Placental exosomes and pre-eclampsia: Maternal circulating levels in normal pregnancies and, early and late onset pre-eclamptic pregnancies.

INTRODUCTION AND AIM

Exosomes are a subtype of extracellular vesicle (20-130 nm) released by biological cells under normal and pathological conditions. Although there have been reports of circulating exosomes in normal pregnancy, the relevance of placental-derived exosomes in normal and abnormal pregnancies still needs to be elucidated. The aim of this study was to quantify total and placental-derived exosomes in maternal plasma from normal (N), early onset- and late onset-preeclampsia (PE).

METHOD

Plasma samples were obtained from pregnant women in the third trimester, for the isolation of exosomes by differential ultracentrifugation.

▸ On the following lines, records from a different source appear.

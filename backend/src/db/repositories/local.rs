//! In-memory local repository implementation.
//!
//! This module provides a local implementation of [`SnapshotRepository`]
//! suitable for unit testing and local development. Wallet holdings, the
//! catalog and the display policy live in memory behind a single lock, and
//! any fetch can be made to fail on demand to exercise degradation paths.

use async_trait::async_trait;
use parking_lot::RwLock;
use std::collections::{HashMap, HashSet};
use std::sync::Arc;

use crate::db::repository::{ErrorContext, RepositoryError, RepositoryResult, SnapshotRepository};
use crate::models::{CollectionId, CollectionRef, DisplayScopeConfig, EventDef, OwnedAsset};

/// Fetch operations that can be made to fail.
#[derive(Debug, Clone, Copy, PartialEq, Eq, Hash)]
pub enum LocalOperation {
    OwnedAssets,
    Collections,
    Events,
    DisplayScopeConfig,
    OnchainCount,
}

impl LocalOperation {
    fn name(self) -> &'static str {
        match self {
            LocalOperation::OwnedAssets => "fetch_owned_assets",
            LocalOperation::Collections => "fetch_collections",
            LocalOperation::Events => "fetch_events",
            LocalOperation::DisplayScopeConfig => "fetch_display_scope_config",
            LocalOperation::OnchainCount => "fetch_onchain_count",
        }
    }
}

/// In-memory local repository.
///
/// # Example
/// ```
/// use mintscope::db::repositories::LocalRepository;
/// use mintscope::models::{OwnedAsset, CollectionRef};
///
/// let repo = LocalRepository::new();
/// repo.add_asset("0xwallet", OwnedAsset::new("0x1", "0xabc::badge::Badge"));
/// repo.add_collection(CollectionRef::new("badges", "Badges").with_package_id("0xabc"));
/// assert_eq!(repo.asset_count("0xwallet"), 1);
/// ```
#[derive(Clone)]
pub struct LocalRepository {
    data: Arc<RwLock<LocalData>>,
}

#[derive(Default)]
struct LocalData {
    holdings: HashMap<String, Vec<OwnedAsset>>,
    collections: Vec<CollectionRef>,
    events: Vec<EventDef>,
    policy: Option<DisplayScopeConfig>,
    onchain_counts: HashMap<CollectionId, u64>,

    // Injected failures
    failing: HashSet<LocalOperation>,

    // Connection health
    is_unhealthy: bool,
}

impl LocalRepository {
    /// Create a new empty local repository.
    pub fn new() -> Self {
        Self {
            data: Arc::new(RwLock::new(LocalData::default())),
        }
    }

    /// Record `asset` as held by `address`, replacing any asset with the same id.
    pub fn add_asset(&self, address: &str, asset: OwnedAsset) {
        let mut data = self.data.write();
        let held = data.holdings.entry(address.to_string()).or_default();
        held.retain(|existing| existing.object_id != asset.object_id);
        held.push(asset);
    }

    /// Replace the full holdings of `address`.
    pub fn set_assets(&self, address: &str, assets: Vec<OwnedAsset>) {
        self.data.write().holdings.insert(address.to_string(), assets);
    }

    pub fn add_collection(&self, collection: CollectionRef) {
        self.data.write().collections.push(collection);
    }

    pub fn add_event(&self, event: EventDef) {
        self.data.write().events.push(event);
    }

    pub fn set_display_scope_config(&self, policy: DisplayScopeConfig) {
        self.data.write().policy = Some(policy);
    }

    pub fn set_onchain_count(&self, collection_id: impl Into<CollectionId>, count: u64) {
        self.data
            .write()
            .onchain_counts
            .insert(collection_id.into(), count);
    }

    /// Make every subsequent call of `operation` fail as an upstream outage.
    pub fn fail_on(&self, operation: LocalOperation) {
        self.data.write().failing.insert(operation);
    }

    /// Undo a previous [`fail_on`](Self::fail_on).
    pub fn recover(&self, operation: LocalOperation) {
        self.data.write().failing.remove(&operation);
    }

    /// Set the health status for testing outages.
    pub fn set_healthy(&self, healthy: bool) {
        self.data.write().is_unhealthy = !healthy;
    }

    /// Clear all data from the repository, keeping injected failures.
    pub fn clear(&self) {
        let mut data = self.data.write();
        let failing = std::mem::take(&mut data.failing);
        let is_unhealthy = data.is_unhealthy;
        *data = LocalData {
            failing,
            is_unhealthy,
            ..Default::default()
        };
    }

    /// Number of assets held by `address`.
    pub fn asset_count(&self, address: &str) -> usize {
        self.data
            .read()
            .holdings
            .get(address)
            .map_or(0, |held| held.len())
    }

    /// Helper to check health and injected failures for one operation.
    fn check(&self, operation: LocalOperation) -> RepositoryResult<()> {
        let data = self.data.read();
        if data.is_unhealthy {
            return Err(RepositoryError::unavailable(
                "Local repository is not healthy",
                ErrorContext::during(operation.name()),
            ));
        }
        if data.failing.contains(&operation) {
            return Err(RepositoryError::unavailable(
                "Injected failure",
                ErrorContext::during(operation.name()),
            ));
        }
        Ok(())
    }
}

impl Default for LocalRepository {
    fn default() -> Self {
        Self::new()
    }
}

/// An asset passes the filter when its type signature equals or contains any entry.
fn passes_filter(asset: &OwnedAsset, collection_filter: &[String]) -> bool {
    let mut keys = collection_filter.iter().filter(|key| !key.is_empty()).peekable();
    if keys.peek().is_none() {
        return true;
    }
    keys.any(|key| asset.type_signature.contains(key.as_str()))
}

#[async_trait]
impl SnapshotRepository for LocalRepository {
    async fn fetch_owned_assets(
        &self,
        address: &str,
        collection_filter: &[String],
    ) -> RepositoryResult<Vec<OwnedAsset>> {
        self.check(LocalOperation::OwnedAssets)?;
        let data = self.data.read();
        Ok(data
            .holdings
            .get(address)
            .map(|held| {
                held.iter()
                    .filter(|asset| passes_filter(asset, collection_filter))
                    .cloned()
                    .collect()
            })
            .unwrap_or_default())
    }

    async fn fetch_collections(&self) -> RepositoryResult<Vec<CollectionRef>> {
        self.check(LocalOperation::Collections)?;
        Ok(self.data.read().collections.clone())
    }

    async fn fetch_events(&self) -> RepositoryResult<Vec<EventDef>> {
        self.check(LocalOperation::Events)?;
        Ok(self.data.read().events.clone())
    }

    async fn fetch_display_scope_config(&self) -> RepositoryResult<DisplayScopeConfig> {
        self.check(LocalOperation::DisplayScopeConfig)?;
        Ok(self.data.read().policy.clone().unwrap_or_default())
    }

    async fn fetch_onchain_count(&self, collection_id: &CollectionId) -> RepositoryResult<u64> {
        self.check(LocalOperation::OnchainCount)?;
        self.data
            .read()
            .onchain_counts
            .get(collection_id)
            .copied()
            .ok_or_else(|| {
                RepositoryError::not_found(
                    "No on-chain count recorded",
                    ErrorContext::during(LocalOperation::OnchainCount.name())
                        .about("collection", collection_id),
                )
            })
    }

    async fn health_check(&self) -> RepositoryResult<bool> {
        Ok(!self.data.read().is_unhealthy)
    }
}

#[cfg(test)]
mod tests {
    use super::*;

    fn seeded() -> LocalRepository {
        let repo = LocalRepository::new();
        repo.add_asset("0xw", OwnedAsset::new("0x1", "0xabc::badge::Badge"));
        repo.add_asset("0xw", OwnedAsset::new("0x2", "0xdef::ticket::Ticket"));
        repo.add_collection(CollectionRef::new("badges", "Badges").with_package_id("0xabc"));
        repo.set_onchain_count("badges", 42);
        repo
    }

    #[tokio::test]
    async fn test_health_check() {
        let repo = LocalRepository::new();
        assert!(repo.health_check().await.unwrap());

        repo.set_healthy(false);
        assert!(!repo.health_check().await.unwrap());
        assert!(repo.fetch_collections().await.is_err());
    }

    #[tokio::test]
    async fn test_empty_filter_returns_everything() {
        let repo = seeded();
        let assets = repo.fetch_owned_assets("0xw", &[]).await.unwrap();
        assert_eq!(assets.len(), 2);

        let blank = repo.fetch_owned_assets("0xw", &[String::new()]).await.unwrap();
        assert_eq!(blank.len(), 2);
    }

    #[tokio::test]
    async fn test_filter_by_package() {
        let repo = seeded();
        let assets = repo
            .fetch_owned_assets("0xw", &["0xabc".to_string()])
            .await
            .unwrap();
        assert_eq!(assets.len(), 1);
        assert_eq!(assets[0].object_id.as_str(), "0x1");
    }

    #[tokio::test]
    async fn test_unknown_address_is_empty() {
        let repo = seeded();
        assert!(repo.fetch_owned_assets("0xnobody", &[]).await.unwrap().is_empty());
    }

    #[tokio::test]
    async fn test_add_asset_replaces_same_id() {
        let repo = seeded();
        repo.add_asset("0xw", OwnedAsset::new("0x1", "0xabc::badge::Badge2"));
        assert_eq!(repo.asset_count("0xw"), 2);
    }

    #[tokio::test]
    async fn test_onchain_count_not_found() {
        let repo = seeded();
        assert_eq!(repo.fetch_onchain_count(&"badges".into()).await.unwrap(), 42);

        let err = repo.fetch_onchain_count(&"tickets".into()).await.unwrap_err();
        assert!(matches!(err, RepositoryError::NotFound { .. }));
        assert_eq!(
            err.context().and_then(|ctx| ctx.subject.as_deref()),
            Some("collection tickets")
        );
    }

    #[tokio::test]
    async fn test_failure_injection_and_recovery() {
        let repo = seeded();
        repo.fail_on(LocalOperation::Collections);

        let err = repo.fetch_collections().await.unwrap_err();
        assert!(err.is_retryable());
        assert_eq!(err.operation(), Some("fetch_collections"));
        // other operations unaffected
        assert_eq!(repo.fetch_owned_assets("0xw", &[]).await.unwrap().len(), 2);

        repo.recover(LocalOperation::Collections);
        assert_eq!(repo.fetch_collections().await.unwrap().len(), 1);
    }

    #[tokio::test]
    async fn test_unconfigured_policy_is_default() {
        let repo = LocalRepository::new();
        let policy = repo.fetch_display_scope_config().await.unwrap();
        assert_eq!(policy, DisplayScopeConfig::default());
    }

    #[test]
    fn test_clear_keeps_injected_failures() {
        let repo = seeded();
        repo.fail_on(LocalOperation::Events);
        repo.clear();
        assert_eq!(repo.asset_count("0xw"), 0);
        assert!(repo.data.read().failing.contains(&LocalOperation::Events));
    }
}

Total exosomes were quantified using nanoparticle tracking analysis and immuno-reactive exosomal CD63 quantification. Placental-derived exosomes were quantified using placental alkaline phosphatase (PLAP) as a specific marker. The contribution of placental-derived exosomes to total exosomes in maternal plasma was determined by the ratio of PLAP exosomes to CD63 exosomes.

RESULTS

The concentration of total exosomes significantly increased in early onset-PE and late onset-PE compared to N (≤33 weeks) and N (≥34 weeks). The relative concentration of placental-derived exosomes significantly increased in early onset-PE but decreased in late onset-PE compared to N. The ratio of PLAP exosomes to total number of exosomes significantly decreased in early onset-PE and late onset-PE. A positive correlation between total and placental-derived exosomes were obtained in N (≤33 weeks: Pearson's r = 0.60, ≥34 weeks: Pearson's r = 0.67) and early onset-PE (Pearson's r = 0.51, p < 0.05) with the inverse in late onset-PE (Pearson's r = -0.62, p < 0.01).

CONCLUSION

The differences in the contribution of placental-derived exosomes to total exosomes in maternal circulation suggests a possible pathophysiological role of placental-derived exosomes in pre-eclampsia.